John Nhial was barely a teenager when he was grabbed by a Sudanese guerrilla army and forced to become a child soldier. He spent four years fighting, blasting away on guns almost too heavy to hold, until one day the inevitable happened: he was seriously injured, treading on a landmine while he was on morning patrol.
“I stepped on it and it exploded,” he recalled. “It threw me up and down again – and then I tried to look for my leg and found that there was no foot.”
His comrades carried him back to base camp, but there was hardly any medical care available. It took 25 days before he received proper treatment, during which time he developed tetanus down one side of his body. Finally, Nhial (not his real name) was put on a flight to the Kenyan border, his life only saved when he was handed over to a Red Cross team.

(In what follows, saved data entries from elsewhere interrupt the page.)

//! Subcommand handlers and the backend they share.

pub mod config;
pub mod schedule;
pub mod suggest;

use std::path::{Path, PathBuf};
use std::sync::Arc;

use kindred_core::api::{CalendarReader, PreferencesReader, ProfileReader, SuggestionStore};
use kindred_core::{AvailabilityScheduler, Config, CoreError, MemoryApi, RestClient, SuggestionEngine};
use tracing::debug;

pub type CommandResult = Result<(), Box<dyn std::error::Error>>;

/// Collaborators for one invocation: the REST backend, or a fixture file
/// that is written back after mutating commands.
pub struct Backend {
    preferences: Arc<dyn PreferencesReader>,
    calendar: Arc<dyn CalendarReader>,
    profiles: Arc<dyn ProfileReader>,
    store: Arc<dyn SuggestionStore>,
    fixture: Option<(Arc<MemoryApi>, PathBuf)>,
}

impl Backend {
    pub fn build(fixture: Option<&Path>, config: &Config) -> Result<Self, CoreError> {
        match fixture {
            Some(path) => {
                debug!(fixture = %path.display(), "using fixture backend");
                let api = Arc::new(MemoryApi::load(path)?);
                Ok(Self {
                    preferences: api.clone(),
                    calendar: api.clone(),
                    profiles: api.clone(),
                    store: api.clone(),
                    fixture: Some((api, path.to_path_buf())),
                })
            }
            None => {
                debug!(base_url = %config.api.base_url, "using REST backend");
                let client = Arc::new(RestClient::from_config(&config.api)?);
                Ok(Self {
                    preferences: client.clone(),
                    calendar: client.clone(),
                    profiles: client.clone(),
                    store: client,
                    fixture: None,
                })
            }
        }
    }

    pub fn scheduler(&self, config: &Config) -> AvailabilityScheduler {
        AvailabilityScheduler::with_config(
            self.preferences.clone(),
            self.calendar.clone(),
            config.scheduler.clone(),
        )
    }

    pub fn engine(&self, config: &Config) -> SuggestionEngine {
        let engine = match config.suggestions.seed {
            Some(seed) => SuggestionEngine::with_seed(self.profiles.clone(), self.store.clone(), seed),
            None => SuggestionEngine::new(self.profiles.clone(), self.store.clone()),
        };
        engine.with_defaults(config.profile_defaults())
    }

    /// Write fixture state back to disk. No-op against REST.
    pub fn persist(&self) -> Result<(), CoreError> {
        if let Some((api, path)) = &self.fixture {
            debug!(fixture = %path.display(), "writing fixture back");
            api.save(path)?;
        }
        Ok(())
    }
}

pub fn print_json<T: serde::Serialize>(value: &T) -> CommandResult {
    println!("{}", serde_json::to_string_pretty(value)?);
    Ok(())
}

Now, a decade later, he lives in a Juba refugee camp, having suffered further troubles in the conflict that has engulfed the struggling new nation of South Sudan. He plays wheelchair basketball for his country, although he relies on a prosthetic lower leg to struggle around the muddy, sprawling camp. Reaching the most basic services often entails long walks and it can be difficult to get to training. But at least his hands are free to carry things such as food and water, unlike those on crutches.
Such stories of lives devastated by conflict or disease are all too common in developing countries. Lack of an arm or leg can be tough anywhere, but for people in poorer parts of the world it is especially challenging. Some are victims of conflict, while others may have been born with congenital conditions. Many more are injured on roads, with the casualty toll soaring in poorer nations. In Kenya, half the patients on surgical wards have road injuries. The World Health Organization estimates there are about 30 million people like Nhial who require prosthetic limbs, braces or other mobility devices, yet less than 20% have them.
Prosthetics can involve a lot of work and expertise to produce and fit and the WHO says there is currently a shortage of 40,000 trained prosthetists in poorer countries. There is also the time and financial cost to patients, who may have to travel long distances for treatment that can take five days – to assess their need, produce a prosthesis and fit it to the residual limb. The result is that braces and artificial limbs are among the most desperately needed medical devices. However, technology may be hurtling to the rescue – in the shape of 3D printing.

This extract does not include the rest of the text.